It is just at this point that a number of investigators of mental disorder decline to go any farther on the path of research. Up to this stage, they say, one is relying upon ascertained facts, for one has the warrant of the patient’s own memory for the data obtained. Further analysis of a mental phenomenon must inevitably involve appeal to unconscious factors. And, once one has called in the unconscious as a means of explanation, psychology becomes a mere “tumbling ground for whimsies.”
Probably there are few people to whom this statement does not appear to express the universal verdict of common sense. That is precisely what it does. But it should be unnecessary to point out that common sense alone is not always the most reliable guide to the discovery of fact. Unaided common sense not only informed men for centuries that the sun moved round the earth, but told them so with such finality and conviction that extraordinarily unpleasant consequences ensued for those who did not believe in such an obvious fact. And the old belief, wholly false as it is, has still to be unlearnt by every child.
In the same way, the ‘common sense’ point of view which we have described is not flawless. It assumes that a patient is able not only to surmount the great difficulties of translating his experiences and beliefs precisely into words—a difficult task even for the well-educated person—but also to account for and explain them truthfully.
It may, however, be pointed out that, though this last-mentioned misleading assumption is widespread, it is by no means so universal or so tenacious in man as the “belief of his own senses” that the sun goes round the earth. In fact, quite apart from the teachings of modern psychology, we frequently find well-founded suspicions in the lay mind that a man is not always competent to give the basis of and reasons for his mental condition. This view is summed up in the famous advice to the future judge, “Give your decision, it will probably be right. But do not give your reasons, they will almost certainly be wrong.”[40]
What ordinary man, unversed in the subtleties of theology or comparative religion, could give to an agnostic a satisfactory account of the reason why—being let us say, a Christian, and a Protestant Christian—he is a Primitive Methodist or an English Presbyterian? Let us complicate the matter further by supposing that this sect to which he now belongs is not that in which he was brought up by his family! Many of the factors which have contributed to his present religious beliefs may have been entirely forgotten now, recallable only with the greatest difficulty[41] and with the help of a second person skilful in such investigation.

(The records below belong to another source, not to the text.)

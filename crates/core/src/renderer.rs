//! The renderer aggregate: animation angles, view, and frame buffers.

use crate::buffers::FrameBuffers;
use crate::error::RenderError;
use crate::raster;
use crate::types::{Angles, RenderConfig, ViewAction, ViewState};

/// Owns everything one frame of the cube needs.
///
/// Screen dimensions are fixed at construction; the buffers are allocated
/// once and reused for every frame.
#[derive(Debug, Clone)]
pub struct Renderer {
    angles: Angles,
    view: ViewState,
    buffers: FrameBuffers,
    background: char,
}

impl Renderer {
    /// Validate `config` and allocate the frame buffers.
    ///
    /// The initial cube width is clamped into the configured limits.
    pub fn new(config: &RenderConfig) -> Result<Self, RenderError> {
        if !(config.step > 0.0 && config.step.is_finite()) {
            return Err(RenderError::InvalidStep(config.step));
        }
        let (min, max) = (config.min_cube_width, config.max_cube_width);
        if !(min.is_finite() && max.is_finite() && min <= max) {
            return Err(RenderError::InvalidCubeLimits { min, max });
        }
        for (field, value) in [
            ("cube_width", config.cube_width),
            ("distance", config.distance),
            ("k1", config.k1),
            ("h_offset", config.h_offset),
            ("v_offset", config.v_offset),
        ] {
            if !value.is_finite() {
                return Err(RenderError::NonFinite { field, value });
            }
        }
        // The sample grid starts at -w; the step must move it at the widest cube.
        if -max + config.step == -max {
            return Err(RenderError::StepTooSmall {
                step: config.step,
                cube_width: max,
            });
        }

        let buffers = FrameBuffers::try_new(config.width, config.height, config.background)?;

        let mut view = config.view_state();
        view.cube_width = view.cube_width.clamp(min, max);

        tracing::debug!(
            width = config.width,
            height = config.height,
            cube_width = view.cube_width,
            "renderer created"
        );

        Ok(Self {
            angles: Angles::default(),
            view,
            buffers,
            background: config.background,
        })
    }

    pub fn width(&self) -> u16 {
        self.buffers.width()
    }

    pub fn height(&self) -> u16 {
        self.buffers.height()
    }

    pub fn background(&self) -> char {
        self.background
    }

    pub fn angles(&self) -> Angles {
        self.angles
    }

    pub fn set_angles(&mut self, angles: Angles) {
        self.angles = angles;
    }

    pub fn view(&self) -> &ViewState {
        &self.view
    }

    pub fn buffers(&self) -> &FrameBuffers {
        &self.buffers
    }

    /// Apply a keyboard action to the view.
    pub fn apply(&mut self, action: ViewAction) {
        self.view.apply(action);
    }

    /// Reset all buffers to the background.
    pub fn clear(&mut self) {
        self.buffers.clear(self.background);
    }

    /// Draw the cube at the current angles into the (cleared) buffers.
    pub fn rasterize(&mut self) -> usize {
        raster::rasterize(self.angles, &self.view, &mut self.buffers)
    }

    /// Advance the animation by one frame.
    pub fn advance(&mut self) {
        self.angles.advance();
    }
}
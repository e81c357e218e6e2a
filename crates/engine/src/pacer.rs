//! Fixed-cadence frame pacing.

use std::thread;
use std::time::{Duration, Instant};

/// Sleeps out the remainder of each tick so frames start a fixed period apart.
///
/// A frame that overruns the period is followed immediately by the next one;
/// missed ticks are not replayed.
#[derive(Debug, Clone)]
pub struct FramePacer {
    period: Duration,
    last_tick: Instant,
}

impl FramePacer {
    pub fn new(period: Duration) -> Self {
        Self {
            period,
            last_tick: Instant::now(),
        }
    }

    pub fn from_millis(ms: u32) -> Self {
        Self::new(Duration::from_millis(ms as u64))
    }

    pub fn period(&self) -> Duration {
        self.period
    }

    pub fn last_tick(&self) -> Instant {
        self.last_tick
    }

    /// Time left in the current tick as seen at `now`.
    pub fn remaining_at(&self, now: Instant) -> Duration {
        self.period
            .checked_sub(now.saturating_duration_since(self.last_tick))
            .unwrap_or_else(|| Duration::from_secs(0))
    }

    /// Block until the current tick ends, then start the next one.
    pub fn wait(&mut self) {
        let remaining = self.remaining_at(Instant::now());
        if !remaining.is_zero() {
            thread::sleep(remaining);
        }
        self.last_tick = Instant::now();
    }
}
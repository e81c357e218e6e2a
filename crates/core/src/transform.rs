//! Euler rotation of model-space points.
//!
//! No matrix is stored: the trig terms are recomputed from the base angles on
//! every call, so repeated frames never accumulate error.

use crate::types::{Angles, Point3};

/// Rotate `p` by `angles`, composing `Rz(C) * Ry(B) * Rx(A)`.
#[inline]
pub fn rotate(angles: Angles, p: Point3) -> Point3 {
    let (sa, ca) = angles.a.sin_cos();
    let (sb, cb) = angles.b.sin_cos();
    let (sc, cc) = angles.c.sin_cos();
    let (i, j, k) = (p.x, p.y, p.z);

    Point3 {
        x: j * sa * sb * cc - k * ca * sb * cc + j * ca * sc + k * sa * sc + i * cb * cc,
        y: j * ca * cc + k * sa * cc - j * sa * sb * sc + k * ca * sb * sc - i * cb * sc,
        z: k * ca * cb - j * sa * cb + i * sb,
    }
}
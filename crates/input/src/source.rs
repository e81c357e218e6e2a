//! Non-blocking key sources and the per-tick drain.

use std::time::Duration;

use anyhow::Result;
use arrayvec::ArrayVec;
use crossterm::event::{self, Event, KeyEvent, KeyEventKind};

use crate::map::handle_key_event;
use crate::types::ViewAction;

/// Upper bound on actions collected in one tick. Anything beyond stays
/// queued for the next tick.
pub const MAX_ACTIONS_PER_TICK: usize = 32;

/// Actions collected during one tick.
pub type ActionBatch = ArrayVec<ViewAction, MAX_ACTIONS_PER_TICK>;

/// A keyboard that can be polled without blocking.
pub trait KeySource {
    /// Next pending key press, or `None` if nothing is waiting.
    fn poll_key(&mut self) -> Result<Option<KeyEvent>>;
}

/// Reads key presses from the terminal through crossterm.
#[derive(Debug, Default)]
pub struct CrosstermKeys;

impl KeySource for CrosstermKeys {
    fn poll_key(&mut self) -> Result<Option<KeyEvent>> {
        while event::poll(Duration::ZERO)? {
            if let Event::Key(key) = event::read()? {
                // Auto-repeat counts as another press; releases are dropped.
                if key.kind != KeyEventKind::Release {
                    return Ok(Some(key));
                }
            }
        }
        Ok(None)
    }
}

/// Drain pending keys from `source` into `out`, mapping them to actions.
///
/// Unmapped keys are discarded. Draining stops early after a `Quit` or once
/// `out` is full.
pub fn drain_actions<S: KeySource + ?Sized>(source: &mut S, out: &mut ActionBatch) -> Result<()> {
    while !out.is_full() {
        let Some(key) = source.poll_key()? else {
            break;
        };
        if let Some(action) = handle_key_event(key) {
            out.push(action);
            if action == ViewAction::Quit {
                break;
            }
        }
    }
    Ok(())
}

We may take as a good example of the historical complexity of significant attitudes and actions in life, the process of falling in love—especially if it is not, or at least seems not to be, love at first sight. It is generally admitted that, in the development of this psychological phenomenon, onlookers see most of the game. In other words, the actions of the two persons who are gradually becoming more and more attracted to each other are partly determined by motives, which, unknown to them, are patent to their observant relations and friends.
Further examples may be given to illustrate this important and oft-disputed point. Let us suppose that a musical critic, after hearing a new symphony by an unconventional composer, immediately writes a lengthy appreciation of the performance. It is clear that nobody would expect him to be able to give, off-hand, an account of his reasons for every sentence of the criticism. But it is obvious that a single phrase in this account may be but the apex of a whole pyramid of memories emanating from the critic’s technical training, his attitude towards the new departure, experiences highly coloured with emotion which a few notes of the music may have evoked, and his mental condition at the time he heard the performance. Nobody denies that these may have shaped or even determined his criticism. But who believes either that they were all conscious at the time of writing the article, or that he could resuscitate them without much time and trouble and perhaps the help of a cross-examiner?
Again, there are occasions when society expects that a man shall be unconscious of the reasons for some of his actions. He is expected, for example, to behave politely, attentively and chivalrously to ladies, not because at the moment of taking the outside of the pavement he remembers why he does so, but simply because he has been brought up in this way. And conversely, too conscious politeness in a man arouses in others—and often rightly—the suspicion that it is a recent acquisition.
We see then that it is rare for a man to be able to give a true account, even to himself, of the reasons underlying his important acts and beliefs, when his mental condition is relatively calm and his social relationships are normal. But when a case of mental disorder is in question it becomes quite obvious that the patient is frequently not in a position to give, either to himself or to another, anything like a complete or true enumeration and description of the antecedent experiences which have brought about his present condition.
It therefore becomes necessary to admit that unconscious factors of great importance may play an influential part in the production of mental disorder and that, therefore, some way must be found of tapping these submerged streams.